Un cambio histórico en Santo Domingo Este, rompiendo con la tradición de 22 años
Por Roberto Veras
SANTO DOMINGO ESTE.-
Hace exactamente 22 años, el municipio de Santo Domingo Este nacía con la promesa de ser un bastión de estabilidad política, donde la elección del alcalde serviría como un termómetro fiable para medir el pulso político del país.
Desde su fundación el 8 de octubre de 2001, este rincón de la República Dominicana se ha convertido en un referente, donde la elección municipal no solo determina el liderazgo local, sino que también proyecta la sombra de la política nacional.
Históricamente, la ecuación política en Santo Domingo Este ha seguido una regla no escrita pero firmemente establecida: si el candidato municipal gana, sucede lo mismo con el candidato presidencial.
Una correlación casi perfecta que ha perdurado a lo largo de dos décadas, dando a este municipio una posición única en el panorama político del país.
Sin embargo, este año, todo parece indicar que estamos al borde de un cambio histórico.

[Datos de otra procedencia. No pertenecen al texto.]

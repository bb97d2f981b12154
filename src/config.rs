//! Layered configuration: optional TOML file, environment overrides.
//!
//! Secrets (API keys, endpoint tokens) are read from the environment so
//! they never have to live in a config file; everything else has a default
//! that yields a runnable server with only the local transcription
//! fallback available.

use serde::{Deserialize, Serialize};
use std::path::Path;

/// Root configuration structure.
#[derive(Debug, Clone, Serialize, Deserialize, PartialEq, Default)]
#[serde(default)]
pub struct Config {
    pub server: ServerConfig,
    pub transcription: TranscriptionConfig,
    pub llm: LlmConfig,
    pub audio: AudioConfig,
}

/// HTTP gateway configuration.
#[derive(Debug, Clone, Serialize, Deserialize, PartialEq)]
#[serde(default)]
pub struct ServerConfig {
    /// Bind address, e.g. "127.0.0.1:8700".
    pub bind: String,
    /// Allowed CORS origins. Empty means allow any (dev default).
    pub cors_origins: Vec<String>,
}

/// Transcription provider configuration.
#[derive(Debug, Clone, Serialize, Deserialize, PartialEq)]
#[serde(default)]
pub struct TranscriptionConfig {
    /// Explicit provider override: "diarize" | "multimodal" | "whisper-api" | "local".
    pub backend: Option<String>,
    /// Diarization service base URL (the only provider with real speaker
    /// separation). Env: `DIARIZATION_ENDPOINT`.
    pub diarization_endpoint: Option<String>,
    /// Bearer token for the diarization service. Env: `DIARIZATION_API_TOKEN`.
    pub diarization_api_token: Option<String>,
    /// Whisper API key (multipart ASR provider). Env: `WHISPER_API_KEY`.
    pub whisper_api_key: Option<String>,
    /// Local whisper.cpp-compatible server URL (last-resort fallback).
    pub local_endpoint: String,
    /// Per-request transcription timeout in seconds.
    pub request_timeout_secs: u64,
}

/// Inference (chat-completion) configuration.
#[derive(Debug, Clone, Serialize, Deserialize, PartialEq)]
#[serde(default)]
pub struct LlmConfig {
    /// OpenRouter API key. Env: `OPENROUTER_API_KEY`.
    pub api_key: Option<String>,
    /// Chat-completions endpoint.
    pub api_url: String,
    /// Model used for all real-time inference calls.
    pub realtime_model: String,
    /// Per-request inference timeout in seconds.
    pub request_timeout_secs: u64,
}

/// Audio accumulation thresholds.
#[derive(Debug, Clone, Serialize, Deserialize, PartialEq)]
#[serde(default)]
pub struct AudioConfig {
    /// Minimum seconds between transcription windows.
    pub interval_secs: f64,
    /// Minimum chunks before a window is ready.
    pub min_chunks: u32,
    /// Minimum buffered bytes before a window is ready.
    pub min_bytes: usize,
}

impl Default for ServerConfig {
    fn default() -> Self {
        Self {
            bind: "127.0.0.1:8700".to_string(),
            cors_origins: Vec::new(),
        }
    }
}

impl Default for TranscriptionConfig {
    fn default() -> Self {
        Self {
            backend: None,
            diarization_endpoint: None,
            diarization_api_token: None,
            whisper_api_key: None,
            local_endpoint: "http://127.0.0.1:8080/inference".to_string(),
            request_timeout_secs: 60,
        }
    }
}

impl Default for LlmConfig {
    fn default() -> Self {
        Self {
            api_key: None,
            api_url: "https://openrouter.ai/api/v1/chat/completions".to_string(),
            realtime_model: "google/gemini-2.5-flash-lite".to_string(),
            request_timeout_secs: 30,
        }
    }
}

impl Default for AudioConfig {
    fn default() -> Self {
        Self {
            interval_secs: 10.0,
            min_chunks: 8,
            min_bytes: 60_000,
        }
    }
}

impl Config {
    /// Load configuration from a TOML file.
    ///
    /// Missing fields use defaults; invalid TOML is an error.
    pub fn load(path: &Path) -> anyhow::Result<Self> {
        let contents = std::fs::read_to_string(path)?;
        let mut config: Config = toml::from_str(&contents)?;
        config.apply_env_overrides();
        Ok(config)
    }

    /// Load from a file if it exists, otherwise defaults. Env overrides
    /// apply in both cases.
    pub fn load_or_default(path: Option<&Path>) -> anyhow::Result<Self> {
        match path {
            Some(p) if p.exists() => Self::load(p),
            Some(p) => anyhow::bail!("Config file not found: {}", p.display()),
            None => {
                let mut config = Config::default();
                config.apply_env_overrides();
                Ok(config)
            }
        }
    }

    /// Environment variables win over file values for secrets and endpoints.
    fn apply_env_overrides(&mut self) {
        if let Ok(v) = std::env::var("OPENROUTER_API_KEY") {
            if !v.is_empty() {
                self.llm.api_key = Some(v);
            }
        }
        if let Ok(v) = std::env::var("WHISPER_API_KEY") {
            if !v.is_empty() {
                self.transcription.whisper_api_key = Some(v);
            }
        }
        if let Ok(v) = std::env::var("DIARIZATION_ENDPOINT") {
            if !v.is_empty() {
                self.transcription.diarization_endpoint = Some(v);
            }
        }
        if let Ok(v) = std::env::var("DIARIZATION_API_TOKEN") {
            if !v.is_empty() {
                self.transcription.diarization_api_token = Some(v);
            }
        }
        if let Ok(v) = std::env::var("TRANSCRIPTION_BACKEND") {
            if !v.is_empty() {
                self.transcription.backend = Some(v.to_lowercase());
            }
        }
    }
}
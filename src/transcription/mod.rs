//! Transcription providers and the router that picks between them.
//!
//! Four adapters sit behind one trait: a diarization service (the only
//! one with real speaker separation), a multimodal chat model, a hosted
//! Whisper API, and a local whisper.cpp-compatible server as the
//! always-available floor. The [`ProviderRegistry`] is built once at
//! startup; selection is deterministic given configuration.
//!
//! Ordinary provider failures (timeouts, 5xx, unparseable bodies) yield
//! an empty segment list, never an error. A missed window of audio is
//! acceptable; a stalled pipeline is not.

mod diarization;
mod local;
mod multimodal;
mod whisper_api;

pub use diarization::DiarizationProvider;
pub use local::LocalWhisperProvider;
pub use multimodal::MultimodalProvider;
pub use whisper_api::WhisperApiProvider;

use std::sync::Arc;

use async_trait::async_trait;
use serde::{Deserialize, Serialize};

use crate::audio::split_wav;
use crate::config::Config;

// ── Types ─────────────────────────────────────────────────────────

/// One transcribed span of audio. `speaker` is empty unless the provider
/// supports diarization.
#[derive(Debug, Clone, Serialize, Deserialize, PartialEq)]
pub struct TranscriptSegment {
    pub start: f64,
    pub end: f64,
    pub text: String,
    #[serde(default, skip_serializing_if = "String::is_empty")]
    pub speaker: String,
}

impl TranscriptSegment {
    pub fn new(start: f64, end: f64, text: impl Into<String>) -> Self {
        Self {
            start,
            end,
            text: text.into(),
            speaker: String::new(),
        }
    }
}

/// A speech-to-text backend. Input is always a normalized WAV payload.
#[async_trait]
pub trait TranscriptionProvider: Send + Sync {
    fn name(&self) -> &'static str;

    /// Whether the provider can run given its configuration (keys,
    /// endpoints). Checked at selection time, not per request.
    fn is_available(&self) -> bool;

    fn supports_diarization(&self) -> bool {
        false
    }

    /// Largest WAV payload the provider accepts in one request. The
    /// router splits anything bigger and re-offsets the timestamps.
    fn max_payload_bytes(&self) -> Option<usize> {
        None
    }

    /// Transcribe one WAV payload. Empty on failure.
    async fn transcribe(&self, wav: &[u8], language: &str) -> Vec<TranscriptSegment>;
}

/// Provider availability snapshot, for /health and the CLI check.
#[derive(Debug, Clone, Serialize)]
pub struct ProviderStatus {
    pub name: &'static str,
    pub available: bool,
    pub diarization: bool,
}

// ── Registry ──────────────────────────────────────────────────────

/// Holds every configured provider in priority order.
///
/// Priority: explicit override (if available), then diarization, then
/// multimodal, then the Whisper API, then the local server. The local
/// provider reports itself always available, so selection never comes
/// up empty.
pub struct ProviderRegistry {
    providers: Vec<Arc<dyn TranscriptionProvider>>,
    backend_override: Option<String>,
}

impl ProviderRegistry {
    pub fn from_config(config: &Config) -> Self {
        let providers: Vec<Arc<dyn TranscriptionProvider>> = vec![
            Arc::new(DiarizationProvider::new(&config.transcription)),
            Arc::new(MultimodalProvider::new(&config.transcription, &config.llm)),
            Arc::new(WhisperApiProvider::new(&config.transcription)),
            Arc::new(LocalWhisperProvider::new(&config.transcription)),
        ];
        Self {
            providers,
            backend_override: config.transcription.backend.clone(),
        }
    }

    /// Build from explicit providers; used by tests and embedders.
    pub fn new(
        providers: Vec<Arc<dyn TranscriptionProvider>>,
        backend_override: Option<String>,
    ) -> Self {
        Self {
            providers,
            backend_override,
        }
    }

    /// Pick the provider for the next request.
    pub fn select(&self) -> Option<Arc<dyn TranscriptionProvider>> {
        if let Some(wanted) = &self.backend_override {
            match self.providers.iter().find(|p| p.name() == wanted) {
                Some(p) if p.is_available() => return Some(p.clone()),
                Some(_) => {
                    tracing::warn!(backend = %wanted, "Requested provider is not available, falling back")
                }
                None => tracing::warn!(backend = %wanted, "Unknown provider override, falling back"),
            }
        }
        self.providers.iter().find(|p| p.is_available()).cloned()
    }

    pub fn status(&self) -> Vec<ProviderStatus> {
        self.providers
            .iter()
            .map(|p| ProviderStatus {
                name: p.name(),
                available: p.is_available(),
                diarization: p.supports_diarization(),
            })
            .collect()
    }

    pub fn selected_name(&self) -> Option<&'static str> {
        self.select().map(|p| p.name())
    }

    /// Transcribe one normalized WAV window through the selected provider,
    /// splitting oversized payloads and re-offsetting their timestamps.
    pub async fn transcribe(&self, wav: &[u8], language: &str) -> Vec<TranscriptSegment> {
        let Some(provider) = self.select() else {
            tracing::error!("No transcription provider available");
            return Vec::new();
        };

        tracing::info!(backend = provider.name(), bytes = wav.len(), "Transcribing audio window");

        match provider.max_payload_bytes() {
            Some(max) if wav.len() > max => {
                self.transcribe_chunked(provider, wav, language, max).await
            }
            _ => provider.transcribe(wav, language).await,
        }
    }

    async fn transcribe_chunked(
        &self,
        provider: Arc<dyn TranscriptionProvider>,
        wav: &[u8],
        language: &str,
        max_bytes: usize,
    ) -> Vec<TranscriptSegment> {
        let chunks = split_wav(wav, max_bytes);
        tracing::info!(
            backend = provider.name(),
            chunks = chunks.len(),
            "Payload over provider limit, transcribing in chunks"
        );

        let mut all_segments = Vec::new();
        let mut offset_secs = 0.0;
        for chunk in &chunks {
            let segments = provider.transcribe(&chunk.wav, language).await;
            all_segments.extend(segments.into_iter().map(|mut s| {
                s.start += offset_secs;
                s.end += offset_secs;
                s
            }));
            offset_secs += chunk.duration_secs;
        }
        all_segments
    }
}

// ── Tests ─────────────────────────────────────────────────────────

#[cfg(test)]
mod tests {
    use super::*;
    use crate::audio::wrap_pcm_as_wav;

    struct FakeProvider {
        name: &'static str,
        available: bool,
        max_bytes: Option<usize>,
    }

    #[async_trait]
    impl TranscriptionProvider for FakeProvider {
        fn name(&self) -> &'static str {
            self.name
        }
        fn is_available(&self) -> bool {
            self.available
        }
        fn max_payload_bytes(&self) -> Option<usize> {
            self.max_bytes
        }
        async fn transcribe(&self, _wav: &[u8], _language: &str) -> Vec<TranscriptSegment> {
            vec![TranscriptSegment::new(0.0, 1.0, format!("from {}", self.name))]
        }
    }

    fn fake(name: &'static str, available: bool) -> Arc<dyn TranscriptionProvider> {
        Arc::new(FakeProvider {
            name,
            available,
            max_bytes: None,
        })
    }

    #[test]
    fn selection_follows_priority_order() {
        let registry = ProviderRegistry::new(
            vec![fake("diarize", false), fake("multimodal", true), fake("whisper-api", true)],
            None,
        );
        assert_eq!(registry.selected_name(), Some("multimodal"));
    }

    #[test]
    fn selection_is_deterministic() {
        let registry = ProviderRegistry::new(
            vec![fake("diarize", true), fake("multimodal", true), fake("local", true)],
            None,
        );
        for _ in 0..10 {
            assert_eq!(registry.selected_name(), Some("diarize"));
        }
    }

    #[test]
    fn available_override_wins() {
        let registry = ProviderRegistry::new(
            vec![fake("diarize", true), fake("local", true)],
            Some("local".to_string()),
        );
        assert_eq!(registry.selected_name(), Some("local"));
    }

    #[test]
    fn unavailable_override_falls_back() {
        let registry = ProviderRegistry::new(
            vec![fake("diarize", false), fake("multimodal", true)],
            Some("diarize".to_string()),
        );
        assert_eq!(registry.selected_name(), Some("multimodal"));
    }

    #[test]
    fn unknown_override_falls_back() {
        let registry =
            ProviderRegistry::new(vec![fake("local", true)], Some("nonsense".to_string()));
        assert_eq!(registry.selected_name(), Some("local"));
    }

    #[test]
    fn no_available_provider_selects_nothing() {
        let registry = ProviderRegistry::new(vec![fake("diarize", false)], None);
        assert!(registry.select().is_none());
    }

    #[tokio::test]
    async fn oversized_payload_is_chunked_with_offsets() {
        // 10 seconds of PCM, provider limit forces several chunks
        let wav = wrap_pcm_as_wav(&vec![0u8; 320_000]);
        let provider = Arc::new(FakeProvider {
            name: "multimodal",
            available: true,
            max_bytes: Some(100_000),
        });
        let registry = ProviderRegistry::new(vec![provider], None);

        let segments = registry.transcribe(&wav, "en").await;
        assert!(segments.len() >= 3);

        // Every chunk's fake segment spans [offset, offset+1); offsets
        // must be strictly increasing by the chunk durations.
        for pair in segments.windows(2) {
            assert!(pair[1].start > pair[0].start);
        }
        assert!((segments[0].start - 0.0).abs() < 0.001);
        let last = segments.last().unwrap();
        assert!(last.start > 5.0, "last chunk offset should be well into the clip");
    }

    #[test]
    fn registry_from_config_has_local_floor() {
        let registry = ProviderRegistry::from_config(&Config::default());
        // No keys or endpoints configured: only the local floor is available
        assert_eq!(registry.selected_name(), Some("local"));
        let status = registry.status();
        assert_eq!(status.len(), 4);
        assert!(status.iter().any(|s| s.name == "diarize" && s.diarization));
    }
}
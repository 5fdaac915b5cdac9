//! 64 位有序 ID 分配器
//!
//! ID 结构：41 位毫秒时间戳（自定义纪元）| 10 位节点 | 5 位类型 | 8 位序列。
//! 同一毫秒内序列递增，溢出时自旋等待下一毫秒；时钟回拨期间拒绝分配。

use crate::errors::AppError;
use ring::rand::{SecureRandom, SystemRandom};
use std::sync::Mutex;

/// 纪元：2023-01-01 00:00:00 UTC
const EPOCH_MS: i64 = 1_672_531_200_000;

const TIMESTAMP_BITS: u32 = 41;
const NODE_ID_BITS: u32 = 10;
const TYPE_ID_BITS: u32 = 5;
const SEQUENCE_BITS: u32 = 8;

const MAX_NODE_ID: i64 = (1 << NODE_ID_BITS) - 1;
const MAX_TYPE_ID: i64 = (1 << TYPE_ID_BITS) - 1;
const MAX_SEQUENCE: i64 = (1 << SEQUENCE_BITS) - 1;

const NODE_ID_SHIFT: u32 = TYPE_ID_BITS + SEQUENCE_BITS;
const TIMESTAMP_SHIFT: u32 = NODE_ID_BITS + TYPE_ID_BITS + SEQUENCE_BITS;
const TYPE_ID_SHIFT: u32 = SEQUENCE_BITS;

/// 传感器读数 ID 类型
pub const TYPE_READING: u8 = 1;
/// 告警事件 ID 类型
pub const TYPE_ALARM: u8 = 2;

/// ID 的各组成部分
#[derive(Debug, Clone, Copy, PartialEq, Eq)]
pub struct IdParts {
    /// 毫秒时间戳（Unix 纪元）
    pub timestamp_ms: i64,
    pub node_id: u16,
    pub type_id: u8,
    pub sequence: u16,
}

/// ID 分配器
pub struct IdAllocator {
    node_id: i64,
    state: Mutex<AllocatorState>,
}

struct AllocatorState {
    last_timestamp: i64,
    sequence: i64,
}

impl IdAllocator {
    /// 创建分配器。`node_id` 未配置时从网卡硬件地址推导，失败则随机
    pub fn new(node_id: Option<u16>) -> Self {
        let node_id = match node_id {
            Some(id) => i64::from(id) & MAX_NODE_ID,
            None => derive_node_id(),
        };

        tracing::info!(node_id, "ID 分配器已初始化");

        Self {
            node_id,
            state: Mutex::new(AllocatorState {
                last_timestamp: -1,
                sequence: 0,
            }),
        }
    }

    /// 当前节点 ID
    pub fn node_id(&self) -> u16 {
        self.node_id as u16
    }

    /// 分配下一个 ID
    ///
    /// 时钟回拨时返回错误，直到系统时钟重新越过上次分配的毫秒。
    pub fn next(&self, type_id: u8) -> Result<i64, AppError> {
        if i64::from(type_id) > MAX_TYPE_ID {
            return Err(AppError::ValidationError(format!(
                "类型 ID 必须在 0-{} 之间",
                MAX_TYPE_ID
            )));
        }

        let mut state = self.state.lock().expect("ID 分配器锁中毒");
        let mut now = current_millis();

        if now < state.last_timestamp {
            return Err(AppError::InternalError(format!(
                "时钟回拨 {} 毫秒，拒绝分配 ID",
                state.last_timestamp - now
            )));
        }

        if now == state.last_timestamp {
            state.sequence = (state.sequence + 1) & MAX_SEQUENCE;
            // 同一毫秒内序列耗尽，自旋等待下一毫秒
            if state.sequence == 0 {
                now = wait_next_millis(now);
            }
        } else {
            state.sequence = 0;
        }

        state.last_timestamp = now;

        Ok(((now - EPOCH_MS) << TIMESTAMP_SHIFT)
            | (self.node_id << NODE_ID_SHIFT)
            | (i64::from(type_id) << TYPE_ID_SHIFT)
            | state.sequence)
    }

    /// 拆解 ID 的组成部分
    pub fn unpack(id: i64) -> IdParts {
        IdParts {
            timestamp_ms: (id >> TIMESTAMP_SHIFT) + EPOCH_MS,
            node_id: ((id >> NODE_ID_SHIFT) & MAX_NODE_ID) as u16,
            type_id: ((id >> TYPE_ID_SHIFT) & MAX_TYPE_ID) as u8,
            sequence: (id & MAX_SEQUENCE) as u16,
        }
    }
}

fn current_millis() -> i64 {
    chrono::Utc::now().timestamp_millis()
}

fn wait_next_millis(last: i64) -> i64 {
    let mut now = current_millis();
    while now <= last {
        std::hint::spin_loop();
        now = current_millis();
    }
    now
}

/// 从主网卡硬件地址的低 10 位推导节点 ID，失败时退化为随机值
fn derive_node_id() -> i64 {
    if let Some(id) = node_id_from_mac() {
        return id;
    }

    tracing::warn!("无法从网卡硬件地址推导节点 ID，使用随机值");
    let rng = SystemRandom::new();
    let mut buf = [0u8; 2];
    if rng.fill(&mut buf).is_ok() {
        (i64::from(u16::from_be_bytes(buf))) & MAX_NODE_ID
    } else {
        0
    }
}

fn node_id_from_mac() -> Option<i64> {
    let entries = std::fs::read_dir("/sys/class/net").ok()?;

    for entry in entries.flatten() {
        let name = entry.file_name();
        if name == "lo" {
            continue;
        }

        let address = std::fs::read_to_string(entry.path().join("address")).ok()?;
        let octets: Vec<u8> = address
            .trim()
            .split(':')
            .filter_map(|part| u8::from_str_radix(part, 16).ok())
            .collect();

        if octets.len() == 6 && octets.iter().any(|b| *b != 0) {
            let id = (i64::from(octets[4]) << 8) | i64::from(octets[5]);
            return Some(id & MAX_NODE_ID);
        }
    }

    None
}

#[cfg(test)]
mod tests {
    use super::*;

    #[test]
    fn test_ids_strictly_increasing() {
        let allocator = IdAllocator::new(Some(1));
        let mut last = 0;
        for _ in 0..1000 {
            let id = allocator.next(TYPE_READING).unwrap();
            assert!(id > last, "ID 必须严格递增");
            last = id;
        }
    }

    #[test]
    fn test_unpack_roundtrip() {
        let allocator = IdAllocator::new(Some(42));
        let before = chrono::Utc::now().timestamp_millis();
        let id = allocator.next(TYPE_ALARM).unwrap();
        let after = chrono::Utc::now().timestamp_millis();

        let parts = IdAllocator::unpack(id);
        assert_eq!(parts.node_id, 42);
        assert_eq!(parts.type_id, TYPE_ALARM);
        assert!(parts.timestamp_ms >= before && parts.timestamp_ms <= after);
    }

    #[test]
    fn test_type_id_range_enforced() {
        let allocator = IdAllocator::new(Some(1));
        assert!(allocator.next(31).is_ok());
        assert!(allocator.next(32).is_err());
    }

    #[test]
    fn test_node_id_masked_to_ten_bits() {
        let allocator = IdAllocator::new(Some(1023));
        let id = allocator.next(TYPE_READING).unwrap();
        assert_eq!(IdAllocator::unpack(id).node_id, 1023);
    }

    #[test]
    fn test_sequence_within_same_millisecond() {
        let allocator = IdAllocator::new(Some(7));
        // 连续分配中同毫秒的 ID 序列号单调递增
        let ids: Vec<i64> = (0..50)
            .map(|_| allocator.next(TYPE_READING).unwrap())
            .collect();
        for pair in ids.windows(2) {
            let a = IdAllocator::unpack(pair[0]);
            let b = IdAllocator::unpack(pair[1]);
            if a.timestamp_ms == b.timestamp_ms {
                assert_eq!(u32::from(b.sequence), u32::from(a.sequence) + 1);
            } else {
                assert_eq!(b.sequence, 0);
            }
        }
    }

    #[test]
    fn test_concurrent_allocation_unique() {
        use std::collections::HashSet;
        use std::sync::Arc;

        let allocator = Arc::new(IdAllocator::new(Some(3)));
        let mut handles = Vec::new();

        for _ in 0..4 {
            let allocator = allocator.clone();
            handles.push(std::thread::spawn(move || {
                (0..500)
                    .map(|_| allocator.next(TYPE_READING).unwrap())
                    .collect::<Vec<_>>()
            }));
        }

        let mut seen = HashSet::new();
        for handle in handles {
            for id in handle.join().unwrap() {
                assert!(seen.insert(id), "ID 不允许重复");
            }
        }
    }
}
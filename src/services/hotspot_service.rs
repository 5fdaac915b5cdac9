//! 热点数据服务
//!
//! 未封装进脚本的通用计数器读写走分布式锁：锁按
//! (设备, 计数器) 配对，有界等待加租约时长，租约到期自动释放，
//! 释放时校验持有者避免误删他人的锁。

use crate::config::SuppressionSettings;
use crate::db::RedisPool;
use crate::errors::AppError;
use crate::security::{generate_token, TokenType};
use redis::Script;
use std::sync::Arc;
use std::time::{Duration, Instant};

/// 锁重试间隔
const LOCK_RETRY_INTERVAL: Duration = Duration::from_millis(50);

/// 持有者校验的释放脚本（比较令牌后删除）
const RELEASE_LOCK_LUA: &str = r#"
if redis.call('GET', KEYS[1]) == ARGV[1] then
    return redis.call('DEL', KEYS[1])
end
return 0
"#;

fn counters_key(device_id: &str) -> String {
    format!("vesta:device:{}:counters", device_id)
}

fn lock_key(device_id: &str, counter_name: &str) -> String {
    format!("vesta:lock:device:{}:{}", device_id, counter_name)
}

/// 热点数据服务
pub struct HotspotService {
    redis_pool: Arc<RedisPool>,
    settings: SuppressionSettings,
    release_script: Script,
}

impl HotspotService {
    pub fn new(redis_pool: Arc<RedisPool>, settings: SuppressionSettings) -> Self {
        Self {
            redis_pool,
            settings,
            release_script: Script::new(RELEASE_LOCK_LUA),
        }
    }

    /// 读取计数器（读操作本身原子，不需要锁）
    pub async fn get_counter(&self, device_id: &str, counter_name: &str) -> Result<i64, AppError> {
        let value = self
            .redis_pool
            .hget(&counters_key(device_id), counter_name)
            .await?;
        Ok(value.and_then(|v| v.parse().ok()).unwrap_or(0))
    }

    /// 在 (设备, 计数器) 锁的保护下递增计数器，返回新值
    pub async fn increment_counter(
        &self,
        device_id: &str,
        counter_name: &str,
        increment_by: u64,
    ) -> Result<i64, AppError> {
        let lock = self.acquire_lock(device_id, counter_name).await?;

        let result = async {
            let key = counters_key(device_id);
            let current: i64 = self
                .redis_pool
                .hget(&key, counter_name)
                .await?
                .and_then(|v| v.parse().ok())
                .unwrap_or(0);

            let new_value = current + increment_by as i64;
            self.redis_pool
                .hset(&key, counter_name, &new_value.to_string())
                .await?;

            tracing::debug!(device_id, counter_name, new_value, "计数器已递增");
            Ok(new_value)
        }
        .await;

        self.release_lock(device_id, counter_name, &lock).await;
        result
    }

    /// 在锁的保护下显式设置计数器
    pub async fn set_counter(
        &self,
        device_id: &str,
        counter_name: &str,
        value: i64,
    ) -> Result<(), AppError> {
        if value < 0 {
            return Err(AppError::ValidationError(
                "计数器值不能为负".to_string(),
            ));
        }

        let lock = self.acquire_lock(device_id, counter_name).await?;

        let result = self
            .redis_pool
            .hset(&counters_key(device_id), counter_name, &value.to_string())
            .await;

        self.release_lock(device_id, counter_name, &lock).await;

        result.map(|_| {
            tracing::debug!(device_id, counter_name, value, "计数器已设置");
        })
    }

    /// 有界等待获取分布式锁。返回持有者令牌
    ///
    /// 锁带租约（PX），持有者崩溃后到期自动释放。
    async fn acquire_lock(&self, device_id: &str, counter_name: &str) -> Result<String, AppError> {
        let key = lock_key(device_id, counter_name);
        let token = generate_token(TokenType::DeviceAccessToken)?;
        let deadline = Instant::now() + Duration::from_millis(self.settings.lock_wait_ms);

        loop {
            let mut conn = self.redis_pool.connection();
            let acquired: Option<String> = redis::cmd("SET")
                .arg(&key)
                .arg(&token)
                .arg("NX")
                .arg("PX")
                .arg(self.settings.lock_lease_ms)
                .query_async(&mut conn)
                .await
                .map_err(AppError::RedisError)?;

            if acquired.is_some() {
                return Ok(token);
            }

            if Instant::now() >= deadline {
                tracing::warn!(key = %key, "分布式锁等待超时");
                return Err(AppError::Timeout(format!("锁等待超时: {}", key)));
            }

            tokio::time::sleep(LOCK_RETRY_INTERVAL).await;
        }
    }

    /// 释放锁（仅当仍由本令牌持有）。失败只记录，租约会兜底
    async fn release_lock(&self, device_id: &str, counter_name: &str, token: &str) {
        let key = lock_key(device_id, counter_name);
        let mut conn = self.redis_pool.connection();

        let released: Result<i64, _> = self
            .release_script
            .key(&key)
            .arg(token)
            .invoke_async(&mut conn)
            .await;

        match released {
            Ok(1) => {}
            Ok(_) => tracing::warn!(key = %key, "锁已不属于当前持有者"),
            Err(e) => tracing::error!(key = %key, error = %e, "锁释放失败，等待租约过期"),
        }
    }
}
//! 设备 TCP 接入服务器
//!
//! 监听设备连接，每个连接派生一个会话任务。停机时先停止接受
//! 新连接，再等待在途会话在宽限时间内退出。

use crate::errors::AppError;
use crate::transport::session::{handle_connection, SessionContext};
use std::sync::Arc;
use std::time::Duration;
use tokio::net::TcpListener;
use tokio::task::JoinSet;
use tokio_util::sync::CancellationToken;

/// 运行设备接入服务器，直到 shutdown 被触发
pub async fn run(
    addr: &str,
    ctx: Arc<SessionContext>,
    shutdown: CancellationToken,
    grace: Duration,
) -> Result<(), AppError> {
    let listener = TcpListener::bind(addr)
        .await
        .map_err(|e| AppError::ConfigError(format!("设备接入端口绑定失败 {}: {}", addr, e)))?;

    tracing::info!(addr, "设备接入服务器已启动");

    let mut sessions = JoinSet::new();

    loop {
        tokio::select! {
            _ = shutdown.cancelled() => break,
            accepted = listener.accept() => {
                match accepted {
                    Ok((stream, peer)) => {
                        if let Err(e) = stream.set_nodelay(true) {
                            tracing::debug!(error = %e, "TCP_NODELAY 设置失败");
                        }
                        let ctx = ctx.clone();
                        let shutdown = shutdown.clone();
                        sessions.spawn(async move {
                            handle_connection(stream, peer, ctx, shutdown).await;
                        });
                    }
                    Err(e) => {
                        tracing::error!(error = %e, "接受连接失败");
                    }
                }
            }
            // 回收已结束的会话任务，避免 JoinSet 无界增长
            Some(_) = sessions.join_next(), if !sessions.is_empty() => {}
        }
    }

    // 两阶段停机：已停止接受新连接，等待在途会话退出
    tracing::info!(active = sessions.len(), "停止接受新连接，等待会话退出");
    let drained = tokio::time::timeout(grace, async {
        while sessions.join_next().await.is_some() {}
    })
    .await;

    if drained.is_err() {
        tracing::warn!(remaining = sessions.len(), "宽限期结束，强制终止剩余会话");
        sessions.abort_all();
    }

    tracing::info!("设备接入服务器已停止");
    Ok(())
}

Por primera vez desde su fundación, Santo Domingo Este podría romper con la tradición de 22 años, desafiando las expectativas y llevando a cabo una elección municipal que podría marcar un hito en la política dominicana.
La causa de este cambio radical radica en un fenómeno que ha sacudido los cimientos de la confianza electoral: el gran fraude. A lo largo de los años, la relación simbiótica entre el alcalde y el presidente ha sido incuestionable, pero el espectro del fraude ha arrojado una sombra oscura sobre la integridad de este proceso.
En medio de acusaciones y revelaciones, la ciudadanía de Santo Domingo Este parece haber despertado de su letargo político, exigiendo un cambio genuino y poniendo fin a la manipulación sistemática de su voz en las urnas.
Esta elección se presenta como un acto de resistencia, donde los ciudadanos buscan restaurar la legitimidad de un proceso que ha sido socavado por intereses partidistas.
El candidato que lidera esta cruzada contra la corriente establecida representa la esperanza de un nuevo comienzo, no solo para Santo Domingo Este, sino para todo el país. Su victoria sería un recordatorio de que la democracia no puede ser manipulada indefinidamente y de que el poder real reside en la voluntad del pueblo.
Este cambio de paradigma no solo afectará las dinámicas políticas locales, sino que resonará en los pasillos del poder a nivel nacional. Será una llamada de atención para aquellos que han subestimado la fuerza del descontento ciudadano y un recordatorio de que la confianza pública es un activo frágil que debe ser preservado a toda costa.
En el umbral de este hito histórico, Santo Domingo Este se enfrenta a una encrucijada: persistir en la tradición establecida durante más de dos décadas o abrazar la oportunidad de un cambio transformador. Sea cual sea el resultado, la elección del 18 de febrerode 2024 quedará grabada en la memoria colectiva como el día en que un municipio desafió las expectativas y reafirmó el poder del pueblo sobre la maquinaria política.